Disney Springs to begin phased reopening May 20 after coronavirus closure
Theme parks will remain closed
ORLANDO, Fla. – Disney Springs, which has been closed for more than a month due to the coronavirus pandemic, will begin slowly reopening on May 20.
The news came Thursday via a Walt Disney World blog post. It didn’t include details on which shops and restaurants will be among the first to open.
Come May 20, guests can expect reduced hours, parking and capacity in order to keep in line with social distancing rules.
“Disney Springs will begin to reopen in a way that incorporates enhanced safety measures, including increased cleaning procedures, the use of appropriate face coverings by both cast members and guests, limited-contact guest services and additional safety training for cast members,” Matt Simon, the vice president of Disney Springs, wrote in the post.
On The Walt Disney World website, a COVID-19 liability disclaimer has been posted ahead of the reopening.
Resort theme parks and hotels will remain closed even as the dining and shopping complex opens once again.
Disney Springs closed its doors March 17, two days after Magic Kingdom and the other Disney theme parks shut down.

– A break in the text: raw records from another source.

//! Raw process records as received from a calling layer

use serde::{Deserialize, Serialize};
use std::fmt;

/// A count as it arrives from an external format, before coercion
///
/// JSON and YAML numbers land in `Integer` or `Float`; quoted values,
/// CSV cells and command-line arguments land in `Text`.
#[derive(Debug, Clone, PartialEq, Serialize, Deserialize)]
#[serde(untagged)]
pub enum RawCount {
    Integer(i64),
    Float(f64),
    Text(String),
}

impl fmt::Display for RawCount {
    fn fmt(&self, f: &mut fmt::Formatter<'_>) -> fmt::Result {
        match self {
            RawCount::Integer(v) => write!(f, "{}", v),
            RawCount::Float(v) => write!(f, "{}", v),
            RawCount::Text(s) => write!(f, "{}", s),
        }
    }
}

impl From<i64> for RawCount {
    fn from(v: i64) -> Self {
        RawCount::Integer(v)
    }
}

impl From<i32> for RawCount {
    fn from(v: i32) -> Self {
        RawCount::Integer(i64::from(v))
    }
}

impl From<u64> for RawCount {
    fn from(v: u64) -> Self {
        match i64::try_from(v) {
            Ok(v) => RawCount::Integer(v),
            Err(_) => RawCount::Text(v.to_string()),
        }
    }
}

impl From<f64> for RawCount {
    fn from(v: f64) -> Self {
        RawCount::Float(v)
    }
}

impl From<&str> for RawCount {
    fn from(s: &str) -> Self {
        RawCount::Text(s.to_string())
    }
}

impl From<String> for RawCount {
    fn from(s: String) -> Self {
        RawCount::Text(s)
    }
}

/// An unvalidated process record
#[derive(Debug, Clone, PartialEq, Serialize, Deserialize)]
pub struct RawProcessInput {
    /// The total number of tests
    pub tests: RawCount,

    /// The number of tests qualified as failed
    pub fails: RawCount,

    /// The name of the process (optional)
    #[serde(default)]
    pub name: Option<String>,
}

impl RawProcessInput {
    pub fn new(tests: impl Into<RawCount>, fails: impl Into<RawCount>) -> Self {
        Self {
            tests: tests.into(),
            fails: fails.into(),
            name: None,
        }
    }

    pub fn with_name(mut self, name: impl Into<String>) -> Self {
        self.name = Some(name.into());
        self
    }
}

The closure was initially anticipated to last through the end of March but has since been extended.
Speaking at an Orange County Economic Recovery Task Force meeting Monday, Senior Vice President of Walt Disney World Resort and Transportation Operations Thomas Mazloum said there is no timeline for when the parks will reopen.

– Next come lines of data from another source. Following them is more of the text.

//! `sixsigma config` command - Configuration management

use clap::Subcommand;
use console::style;
use miette::{IntoDiagnostic, Result};
use std::fs;
use std::path::PathBuf;

use crate::cli::GlobalOpts;
use crate::core::project::Project;
use crate::core::Config;
use crate::engine::Evaluator;

#[derive(Subcommand, Debug)]
pub enum ConfigCommands {
    /// Show current configuration values
    Show(ShowArgs),

    /// Set a configuration value
    Set(SetArgs),

    /// Unset (remove) a configuration value
    Unset(UnsetArgs),

    /// Show paths to configuration files
    Path,

    /// List all available configuration keys
    Keys,
}

#[derive(clap::Args, Debug)]
pub struct ShowArgs {
    /// Show only this key's effective value
    pub key: Option<String>,
}

#[derive(clap::Args, Debug)]
pub struct SetArgs {
    /// Configuration key (e.g., red_threshold, max_processes)
    pub key: String,

    /// Value to set
    #[arg(allow_hyphen_values = true)]
    pub value: String,

    /// Set in global (user) config instead of project config
    #[arg(long, short = 'g')]
    pub global: bool,
}

#[derive(clap::Args, Debug)]
pub struct UnsetArgs {
    /// Configuration key to remove
    pub key: String,

    /// Remove from global (user) config instead of project config
    #[arg(long, short = 'g')]
    pub global: bool,
}

/// Valid configuration keys
const VALID_KEYS: &[(&str, &str)] = &[
    ("default_format", "Default output format (table, json, yaml, csv, tsv, md)"),
    ("red_threshold", "Sigma below which a process is RED (default 2.1)"),
    ("yellow_threshold", "Sigma below which a process is YELLOW (default 4.1)"),
    ("long_term_shift", "Shift added to the normal quantile (default 1.5)"),
    ("defect_rate_floor", "Clamp for zero/total defect rates (default 1e-9)"),
    ("max_processes", "Maximum processes reported by `bulk` (default 10)"),
    ("name_display_limit", "Maximum name length shown in tables (default 40)"),
];

/// Run a config subcommand
pub fn run(cmd: ConfigCommands, global: &GlobalOpts) -> Result<()> {
    match cmd {
        ConfigCommands::Show(args) => run_show(args, global),
        ConfigCommands::Set(args) => run_set(args, global),
        ConfigCommands::Unset(args) => run_unset(args, global),
        ConfigCommands::Path => run_path(global),
        ConfigCommands::Keys => run_keys(),
    }
}

fn run_show(args: ShowArgs, global: &GlobalOpts) -> Result<()> {
    let config = global.config();

    if let Some(key) = &args.key {
        ensure_valid_key(key)?;
        println!("{}", effective_value(&config, key));
        return Ok(());
    }

    println!("{}", style("Effective Configuration").bold().underlined());
    println!();
    for (key, _) in VALID_KEYS {
        let explicit = get_config_value(&config, key).is_some();
        let value = effective_value(&config, key);
        if explicit {
            println!("  {}: {}", style(key).cyan(), style(value).yellow());
        } else {
            println!(
                "  {}: {} {}",
                style(key).cyan(),
                value,
                style("(default)").dim()
            );
        }
    }

    println!();
    println!("{}", style("Config Sources (in priority order):").dim());
    println!("  1. Environment variables (SIXSIGMA_RED_THRESHOLD, SIXSIGMA_YELLOW_THRESHOLD, SIXSIGMA_MAX_PROCESSES, SIXSIGMA_DEFAULT_FORMAT)");
    println!("  2. Project config (.sixsigma/config.yaml)");
    println!("  3. Global config (~/.config/sixsigma/config.yaml)");

    Ok(())
}

fn run_set(args: SetArgs, global: &GlobalOpts) -> Result<()> {
    ensure_valid_key(&args.key)?;

    let config_path = if args.global {
        get_global_config_path()?
    } else {
        get_project_config_path(global)?
    };

    let mut config_map = read_config_map(&config_path)?;
    if let serde_yml::Value::Mapping(map) = &mut config_map {
        map.insert(
            serde_yml::Value::String(args.key.clone()),
            scalar_value(&args.value),
        );
    }

    // Refuse values the loader or the engine would reject
    let candidate: Config = serde_yml::from_value(config_map.clone())
        .map_err(|e| miette::miette!("Invalid value for '{}': {}", args.key, e))?;
    Evaluator::new(candidate.engine_config())?;

    if let Some(parent) = config_path.parent() {
        fs::create_dir_all(parent).into_diagnostic()?;
    }
    let yaml = serde_yml::to_string(&config_map).into_diagnostic()?;
    fs::write(&config_path, yaml).into_diagnostic()?;

    let scope = if args.global { "global" } else { "project" };
    println!(
        "{} Set {} {} {} in {} config",
        style("✓").green(),
        style(&args.key).cyan(),
        style("→").dim(),
        style(&args.value).yellow(),
        scope
    );

    Ok(())
}

fn run_unset(args: UnsetArgs, global: &GlobalOpts) -> Result<()> {
    let config_path = if args.global {
        get_global_config_path()?
    } else {
        get_project_config_path(global)?
    };

    if !config_path.exists() {
        return Err(miette::miette!(
            "Config file does not exist: {}",
            config_path.display()
        ));
    }

    let mut config_map = read_config_map(&config_path)?;
    let removed = match &mut config_map {
        serde_yml::Value::Mapping(map) => {
            let key = serde_yml::Value::String(args.key.clone());
            map.remove(&key).is_some()
        }
        _ => false,
    };

    if !removed {
        return Err(miette::miette!("Key '{}' not found in config", args.key));
    }

    let yaml = serde_yml::to_string(&config_map).into_diagnostic()?;
    fs::write(&config_path, yaml).into_diagnostic()?;

    let scope = if args.global { "global" } else { "project" };
    println!(
        "{} Removed {} from {} config",
        style("✓").green(),
        style(&args.key).cyan(),
        scope
    );

    Ok(())
}

fn run_path(global: &GlobalOpts) -> Result<()> {
    let global_path = get_global_config_path()?;
    let project_path = get_project_config_path(global);

    println!("{}", style("Configuration file paths:").bold());
    println!();
    println!("  {} {}", style("Global:").cyan(), global_path.display());
    if global_path.exists() {
        println!("         {}", style("(exists)").green());
    } else {
        println!("         {}", style("(not created)").dim());
    }

    println!();
    match project_path {
        Ok(path) => {
            println!("  {} {}", style("Project:").cyan(), path.display());
            if path.exists() {
                println!("          {}", style("(exists)").green());
            } else {
                println!("          {}", style("(not created)").dim());
            }
        }
        Err(_) => {
            println!(
                "  {} {}",
                style("Project:").cyan(),
                style("(not in a sixsigma project)").dim()
            );
        }
    }

    Ok(())
}

fn run_keys() -> Result<()> {
    println!("{}", style("Available configuration keys:").bold());
    println!();

    for (key, description) in VALID_KEYS {
        println!("  {:<20} {}", style(key).cyan(), style(description).dim());
    }

    println!();
    println!(
        "{}",
        style("Use 'sixsigma config set <key> <value>' to set a value.").dim()
    );

    Ok(())
}

// Helper functions

fn ensure_valid_key(key: &str) -> Result<()> {
    if VALID_KEYS.iter().any(|(k, _)| *k == key) {
        Ok(())
    } else {
        Err(miette::miette!(
            help = "run 'sixsigma config keys' to list the available keys",
            "Unknown configuration key '{}'",
            key
        ))
    }
}

fn get_global_config_path() -> Result<PathBuf> {
    Config::global_config_path()
        .ok_or_else(|| miette::miette!("Could not determine global config directory"))
}

fn get_project_config_path(global: &GlobalOpts) -> Result<PathBuf> {
    let project = match &global.project {
        Some(root) => Project::discover_from(root),
        None => Project::discover(),
    }
    .map_err(|e| miette::miette!("{}", e))?;
    Ok(project.config_path())
}

fn read_config_map(path: &std::path::Path) -> Result<serde_yml::Value> {
    if !path.exists() {
        return Ok(serde_yml::Value::Mapping(Default::default()));
    }
    let content = fs::read_to_string(path).into_diagnostic()?;
    let parsed: serde_yml::Value =
        serde_yml::from_str(&content).unwrap_or(serde_yml::Value::Mapping(Default::default()));
    // An empty or comment-only file parses as null
    if parsed.is_mapping() {
        Ok(parsed)
    } else {
        Ok(serde_yml::Value::Mapping(Default::default()))
    }
}

/// Store numbers as numbers so the typed loader accepts them
fn scalar_value(value: &str) -> serde_yml::Value {
    match serde_yml::from_str::<serde_yml::Value>(value) {
        Ok(v @ serde_yml::Value::Number(_)) => v,
        _ => serde_yml::Value::String(value.to_string()),
    }
}

fn get_config_value(config: &Config, key: &str) -> Option<String> {
    match key {
        "default_format" => config.default_format.clone(),
        "red_threshold" => config.red_threshold.map(|v| v.to_string()),
        "yellow_threshold" => config.yellow_threshold.map(|v| v.to_string()),
        "long_term_shift" => config.long_term_shift.map(|v| v.to_string()),
        "defect_rate_floor" => config.defect_rate_floor.map(|v| v.to_string()),
        "max_processes" => config.max_processes.map(|v| v.to_string()),
        "name_display_limit" => config.name_display_limit.map(|v| v.to_string()),
        _ => None,
    }
}

fn effective_value(config: &Config, key: &str) -> String {
    if let Some(value) = get_config_value(config, key) {
        return value;
    }
    let engine = config.engine_config();
    match key {
        "default_format" => "auto".to_string(),
        "red_threshold" => engine.thresholds.red.to_string(),
        "yellow_threshold" => engine.thresholds.yellow.to_string(),
        "long_term_shift" => engine.sigma.long_term_shift.to_string(),
        "defect_rate_floor" => engine.sigma.defect_rate_floor.to_string(),
        "max_processes" => config.max_processes().to_string(),
        "name_display_limit" => config.name_display_limit().to_string(),
        _ => String::new(),
    }
}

When theme parks get the green light from the state to start up operations, Disney is expected to open in two phases, according to a report from Variety.
The first phase would involve opening with 50% capacity and then, when conditions allow, moving up to 75% capacity.

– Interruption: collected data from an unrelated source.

//! Core module - configuration, project discovery and logging

pub mod config;
pub mod logging;
pub mod project;

pub use config::Config;
pub use project::{Project, ProjectError};
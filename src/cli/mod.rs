//! CLI module - argument parsing and command dispatch

pub mod args;
pub mod commands;
pub mod helpers;
pub mod output;

pub use args::{Cli, Commands, GlobalOpts, OutputFormat};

Disney Parks Chief Medical Officer Dr. Pam Hymel said during an earnings call this week that when parks reopen, cast members will have access to personal protective equipment and there will be enhanced cleaning measures in place.
Officials are also looking at technology, such as the Play Disney Parks App and virtual queues, as a way to help keep guests spread apart. Assigning dates to guests when they purchase tickets is another option that could help limit capacity.